Exercise instructions: All of the data, from the first line to the last, should be reproduced without alteration.

Data provided:

☆ ☆ ☆ ☆ ☆

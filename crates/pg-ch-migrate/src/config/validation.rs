//! Configuration validation.

use std::path::{Component, Path};

use super::{Config, MigrationMode, SourceConfig, TargetConfig};
use crate::core::identifier::validate_identifier;
use crate::error::{MigrateError, Result};

/// Validate the job file.
pub fn validate(config: &Config) -> Result<()> {
    match config.migration_schema {
        MigrationMode::Push => {
            if config.csv_files.is_empty() {
                return Err(MigrateError::Config(
                    "csv_files must list at least one file for migration_schema 'push'".into(),
                ));
            }
            for (i, entry) in config.csv_files.iter().enumerate() {
                if entry.csv.trim().is_empty() {
                    return Err(MigrateError::Config(format!(
                        "csv_files[{}].csv is required",
                        i
                    )));
                }
                if !is_relative_file_name(&entry.csv) {
                    return Err(MigrateError::Config(format!(
                        "csv_files[{}].csv must stay inside the dump directory: {:?}",
                        i, entry.csv
                    )));
                }
                validate_identifier(&entry.table)
                    .map_err(|e| MigrateError::Config(format!("csv_files[{}].table: {}", i, e)))?;
                validate_batch_size(entry.insert_batchsize, &format!("csv_files[{}]", i))?;
            }
        }
        MigrationMode::Pull | MigrationMode::Full => {
            if config.tables.is_empty() {
                return Err(MigrateError::Config(format!(
                    "tables must list at least one table for migration_schema '{}'",
                    config.migration_schema
                )));
            }
            for (i, entry) in config.tables.iter().enumerate() {
                validate_identifier(&entry.name)
                    .map_err(|e| MigrateError::Config(format!("tables[{}].name: {}", i, e)))?;
                if let Some(ref target) = entry.target_table {
                    validate_identifier(target).map_err(|e| {
                        MigrateError::Config(format!("tables[{}].target_table: {}", i, e))
                    })?;
                }
                validate_batch_size(entry.insert_batchsize, &format!("tables[{}]", i))?;
            }
        }
    }

    if config.dump_dir.as_os_str().is_empty() {
        return Err(MigrateError::Config("dump_dir cannot be empty".into()));
    }

    if let Some(0) = config.connection_retry.max_attempts {
        return Err(MigrateError::Config(
            "connection_retry.max_attempts must be at least 1".into(),
        ));
    }

    Ok(())
}

/// A name that resolves under whatever directory it is joined to: relative,
/// with no `.`, `..`, root or prefix components.
fn is_relative_file_name(name: &str) -> bool {
    Path::new(name)
        .components()
        .all(|c| matches!(c, Component::Normal(_)))
}

fn validate_batch_size(batch_size: usize, context: &str) -> Result<()> {
    if batch_size == 0 {
        return Err(MigrateError::Config(format!(
            "{}.insert_batchsize must be at least 1",
            context
        )));
    }
    Ok(())
}

/// Validate source connection parameters.
pub fn validate_source(source: &SourceConfig) -> Result<()> {
    if source.host.is_empty() {
        return Err(MigrateError::Config("source host is required".into()));
    }
    if source.database.is_empty() {
        return Err(MigrateError::Config("source database is required".into()));
    }
    if source.user.is_empty() {
        return Err(MigrateError::Config("source user is required".into()));
    }
    validate_identifier(&source.schema)
        .map_err(|e| MigrateError::Config(format!("source schema: {}", e)))?;
    Ok(())
}

/// Validate destination connection parameters.
pub fn validate_target(target: &TargetConfig) -> Result<()> {
    if target.host.is_empty() {
        return Err(MigrateError::Config("destination host is required".into()));
    }
    if target.database.is_empty() {
        return Err(MigrateError::Config(
            "destination database is required".into(),
        ));
    }
    if target.username.is_empty() {
        return Err(MigrateError::Config(
            "destination username is required".into(),
        ));
    }
    Ok(())
}

#[cfg(test)]
mod tests {
    use super::*;
    use crate::config::{CsvFileConfig, RetryConfig, TableConfig};
    use std::path::PathBuf;

    fn valid_config() -> Config {
        Config {
            migration_schema: MigrationMode::Full,
            tables: vec![TableConfig {
                name: "orders".to_string(),
                target_table: None,
                insert_batchsize: 500,
            }],
            csv_files: vec![],
            dump_dir: PathBuf::from("/tmp/dumps"),
            connection_retry: RetryConfig::default(),
        }
    }

    fn source() -> SourceConfig {
        SourceConfig {
            host: "localhost".to_string(),
            port: 5432,
            database: "shop".to_string(),
            user: "etl".to_string(),
            password: "password".to_string(),
            schema: "public".to_string(),
            ssl_mode: "disable".to_string(),
        }
    }

    fn target() -> TargetConfig {
        TargetConfig {
            host: "localhost".to_string(),
            port: 8123,
            database: "analytics".to_string(),
            username: "default".to_string(),
            password: "password".to_string(),
            secure: false,
        }
    }

    #[test]
    fn test_valid_config() {
        assert!(validate(&valid_config()).is_ok());
    }

    #[test]
    fn test_zero_batch_size_rejected() {
        let mut config = valid_config();
        config.tables[0].insert_batchsize = 0;
        let err = validate(&config).unwrap_err();
        assert!(err.to_string().contains("insert_batchsize"));
    }

    #[test]
    fn test_full_mode_requires_tables() {
        let mut config = valid_config();
        config.tables.clear();
        assert!(validate(&config).is_err());
    }

    #[test]
    fn test_push_mode_requires_csv_files() {
        let mut config = valid_config();
        config.migration_schema = MigrationMode::Push;
        assert!(validate(&config).is_err());

        config.csv_files.push(CsvFileConfig {
            csv: "preloaded.csv".to_string(),
            table: "orders".to_string(),
            insert_batchsize: 500,
        });
        assert!(validate(&config).is_ok());
    }

    #[test]
    fn test_push_mode_rejects_parent_traversal() {
        let mut config = valid_config();
        config.migration_schema = MigrationMode::Push;
        config.csv_files.push(CsvFileConfig {
            csv: "../etc/passwd".to_string(),
            table: "orders".to_string(),
            insert_batchsize: 500,
        });
        assert!(validate(&config).is_err());
    }

    #[test]
    fn test_push_mode_rejects_absolute_and_dotted_names() {
        for name in ["/etc/passwd", "./preloaded.csv", "exports/../../x.csv"] {
            let mut config = valid_config();
            config.migration_schema = MigrationMode::Push;
            config.csv_files.push(CsvFileConfig {
                csv: name.to_string(),
                table: "orders".to_string(),
                insert_batchsize: 500,
            });
            let err = validate(&config).unwrap_err();
            assert!(err.is_config(), "{}", name);
            assert!(err.to_string().contains("dump directory"), "{}", name);
        }
    }

    #[test]
    fn test_push_mode_accepts_nested_relative_name() {
        let mut config = valid_config();
        config.migration_schema = MigrationMode::Push;
        config.csv_files.push(CsvFileConfig {
            csv: "exports/2024/orders.csv".to_string(),
            table: "orders".to_string(),
            insert_batchsize: 500,
        });
        assert!(validate(&config).is_ok());
    }

    #[test]
    fn test_zero_max_attempts_rejected() {
        let mut config = valid_config();
        config.connection_retry.max_attempts = Some(0);
        assert!(validate(&config).is_err());
    }

    #[test]
    fn test_missing_source_host() {
        let mut src = source();
        src.host = "".to_string();
        assert!(validate_source(&src).is_err());
        assert!(validate_source(&source()).is_ok());
    }

    #[test]
    fn test_missing_target_user() {
        let mut tgt = target();
        tgt.username = "".to_string();
        assert!(validate_target(&tgt).is_err());
        assert!(validate_target(&target()).is_ok());
    }

    #[test]
    fn test_source_config_debug_redacts_password() {
        let mut src = source();
        src.password = "super_secret_password_123".to_string();
        let debug_output = format!("{:?}", src);
        assert!(debug_output.contains("[REDACTED]"));
        assert!(!debug_output.contains("super_secret_password_123"));
    }

    #[test]
    fn test_target_config_debug_redacts_password() {
        let mut tgt = target();
        tgt.password = "super_secret_password_456".to_string();
        let debug_output = format!("{:?}", tgt);
        assert!(debug_output.contains("[REDACTED]"));
        assert!(!debug_output.contains("super_secret_password_456"));
    }
}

☆ ☆ ☆ ☆ ☆

Solution to this exercise:
filename crates/pg-ch-migrate/src/config/validation.rs
//! Configuration validation.

use std::path::{Component, Path};

use super::{Config, MigrationMode, SourceConfig, TargetConfig};
use crate::core::identifier::validate_identifier;
use crate::error::{MigrateError, Result};

/// Validate the job file.
pub fn validate(config: &Config) -> Result<()> {
    match config.migration_schema {
        MigrationMode::Push => {
            if config.csv_files.is_empty() {
                return Err(MigrateError::Config(
                    "csv_files must list at least one file for migration_schema 'push'".into(),
                ));
            }
            for (i, entry) in config.csv_files.iter().enumerate() {
                if entry.csv.trim().is_empty() {
                    return Err(MigrateError::Config(format!(
                        "csv_files[{}].csv is required",
                        i
                    )));
                }
                if !is_relative_file_name(&entry.csv) {
                    return Err(MigrateError::Config(format!(
                        "csv_files[{}].csv must stay inside the dump directory: {:?}",
                        i, entry.csv
                    )));
                }
                validate_identifier(&entry.table)
                    .map_err(|e| MigrateError::Config(format!("csv_files[{}].table: {}", i, e)))?;
                validate_batch_size(entry.insert_batchsize, &format!("csv_files[{}]", i))?;
            }
        }
        MigrationMode::Pull | MigrationMode::Full => {
            if config.tables.is_empty() {
                return Err(MigrateError::Config(format!(
                    "tables must list at least one table for migration_schema '{}'",
                    config.migration_schema
                )));
            }
            for (i, entry) in config.tables.iter().enumerate() {
                validate_identifier(&entry.name)
                    .map_err(|e| MigrateError::Config(format!("tables[{}].name: {}", i, e)))?;
                if let Some(ref target) = entry.target_table {
                    validate_identifier(target).map_err(|e| {
                        MigrateError::Config(format!("tables[{}].target_table: {}", i, e))
                    })?;
                }
                validate_batch_size(entry.insert_batchsize, &format!("tables[{}]", i))?;
            }
        }
    }

    if config.dump_dir.as_os_str().is_empty() {
        return Err(MigrateError::Config("dump_dir cannot be empty".into()));
    }

    if let Some(0) = config.connection_retry.max_attempts {
        return Err(MigrateError::Config(
            "connection_retry.max_attempts must be at least 1".into(),
        ));
    }

    Ok(())
}

/// A name that resolves under whatever directory it is joined to: relative,
/// with no `.`, `..`, root or prefix components.
fn is_relative_file_name(name: &str) -> bool {
    Path::new(name)
        .components()
        .all(|c| matches!(c, Component::Normal(_)))
}

fn validate_batch_size(batch_size: usize, context: &str) -> Result<()> {
    if batch_size == 0 {
        return Err(MigrateError::Config(format!(
            "{}.insert_batchsize must be at least 1",
            context
        )));
    }
    Ok(())
}

/// Validate source connection parameters.
pub fn validate_source(source: &SourceConfig) -> Result<()> {
    if source.host.is_empty() {
        return Err(MigrateError::Config("source host is required".into()));
    }
    if source.database.is_empty() {
        return Err(MigrateError::Config("source database is required".into()));
    }
    if source.user.is_empty() {
        return Err(MigrateError::Config("source user is required".into()));
    }
    validate_identifier(&source.schema)
        .map_err(|e| MigrateError::Config(format!("source schema: {}", e)))?;
    Ok(())
}

/// Validate destination connection parameters.
pub fn validate_target(target: &TargetConfig) -> Result<()> {
    if target.host.is_empty() {
        return Err(MigrateError::Config("destination host is required".into()));
    }
    if target.database.is_empty() {
        return Err(MigrateError::Config(
            "destination database is required".into(),
        ));
    }
    if target.username.is_empty() {
        return Err(MigrateError::Config(
            "destination username is required".into(),
        ));
    }
    Ok(())
}

#[cfg(test)]
mod tests {
    use super::*;
    use crate::config::{CsvFileConfig, RetryConfig, TableConfig};
    use std::path::PathBuf;

    fn valid_config() -> Config {
        Config {
            migration_schema: MigrationMode::Full,
            tables: vec![TableConfig {
                name: "orders".to_string(),
                target_table: None,
                insert_batchsize: 500,
            }],
            csv_files: vec![],
            dump_dir: PathBuf::from("/tmp/dumps"),
            connection_retry: RetryConfig::default(),
        }
    }

    fn source() -> SourceConfig {
        SourceConfig {
            host: "localhost".to_string(),
            port: 5432,
            database: "shop".to_string(),
            user: "etl".to_string(),
            password: "password".to_string(),
            schema: "public".to_string(),
            ssl_mode: "disable".to_string(),
        }
    }

    fn target() -> TargetConfig {
        TargetConfig {
            host: "localhost".to_string(),
            port: 8123,
            database: "analytics".to_string(),
            username: "default".to_string(),
            password: "password".to_string(),
            secure: false,
        }
    }

    #[test]
    fn test_valid_config() {
        assert!(validate(&valid_config()).is_ok());
    }

    #[test]
    fn test_zero_batch_size_rejected() {
        let mut config = valid_config();
        config.tables[0].insert_batchsize = 0;
        let err = validate(&config).unwrap_err();
        assert!(err.to_string().contains("insert_batchsize"));
    }

    #[test]
    fn test_full_mode_requires_tables() {
        let mut config = valid_config();
        config.tables.clear();
        assert!(validate(&config).is_err());
    }

    #[test]
    fn test_push_mode_requires_csv_files() {
        let mut config = valid_config();
        config.migration_schema = MigrationMode::Push;
        assert!(validate(&config).is_err());

        config.csv_files.push(CsvFileConfig {
            csv: "preloaded.csv".to_string(),
            table: "orders".to_string(),
            insert_batchsize: 500,
        });
        assert!(validate(&config).is_ok());
    }

    #[test]
    fn test_push_mode_rejects_parent_traversal() {
        let mut config = valid_config();
        config.migration_schema = MigrationMode::Push;
        config.csv_files.push(CsvFileConfig {
            csv: "../etc/passwd".to_string(),
            table: "orders".to_string(),
            insert_batchsize: 500,
        });
        assert!(validate(&config).is_err());
    }

    #[test]
    fn test_push_mode_rejects_absolute_and_dotted_names() {
        for name in ["/etc/passwd", "./preloaded.csv", "exports/../../x.csv"] {
            let mut config = valid_config();
            config.migration_schema = MigrationMode::Push;
            config.csv_files.push(CsvFileConfig {
                csv: name.to_string(),
                table: "orders".to_string(),
                insert_batchsize: 500,
            });
            let err = validate(&config).unwrap_err();
            assert!(err.is_config(), "{}", name);
            assert!(err.to_string().contains("dump directory"), "{}", name);
        }
    }

    #[test]
    fn test_push_mode_accepts_nested_relative_name() {
        let mut config = valid_config();
        config.migration_schema = MigrationMode::Push;
        config.csv_files.push(CsvFileConfig {
            csv: "exports/2024/orders.csv".to_string(),
            table: "orders".to_string(),
            insert_batchsize: 500,
        });
        assert!(validate(&config).is_ok());
    }

    #[test]
    fn test_zero_max_attempts_rejected() {
        let mut config = valid_config();
        config.connection_retry.max_attempts = Some(0);
        assert!(validate(&config).is_err());
    }

    #[test]
    fn test_missing_source_host() {
        let mut src = source();
        src.host = "".to_string();
        assert!(validate_source(&src).is_err());
        assert!(validate_source(&source()).is_ok());
    }

    #[test]
    fn test_missing_target_user() {
        let mut tgt = target();
        tgt.username = "".to_string();
        assert!(validate_target(&tgt).is_err());
        assert!(validate_target(&target()).is_ok());
    }

    #[test]
    fn test_source_config_debug_redacts_password() {
        let mut src = source();
        src.password = "super_secret_password_123".to_string();
        let debug_output = format!("{:?}", src);
        assert!(debug_output.contains("[REDACTED]"));
        assert!(!debug_output.contains("super_secret_password_123"));
    }

    #[test]
    fn test_target_config_debug_redacts_password() {
        let mut tgt = target();
        tgt.password = "super_secret_password_456".to_string();
        let debug_output = format!("{:?}", tgt);
        assert!(debug_output.contains("[REDACTED]"));
        assert!(!debug_output.contains("super_secret_password_456"));
    }
}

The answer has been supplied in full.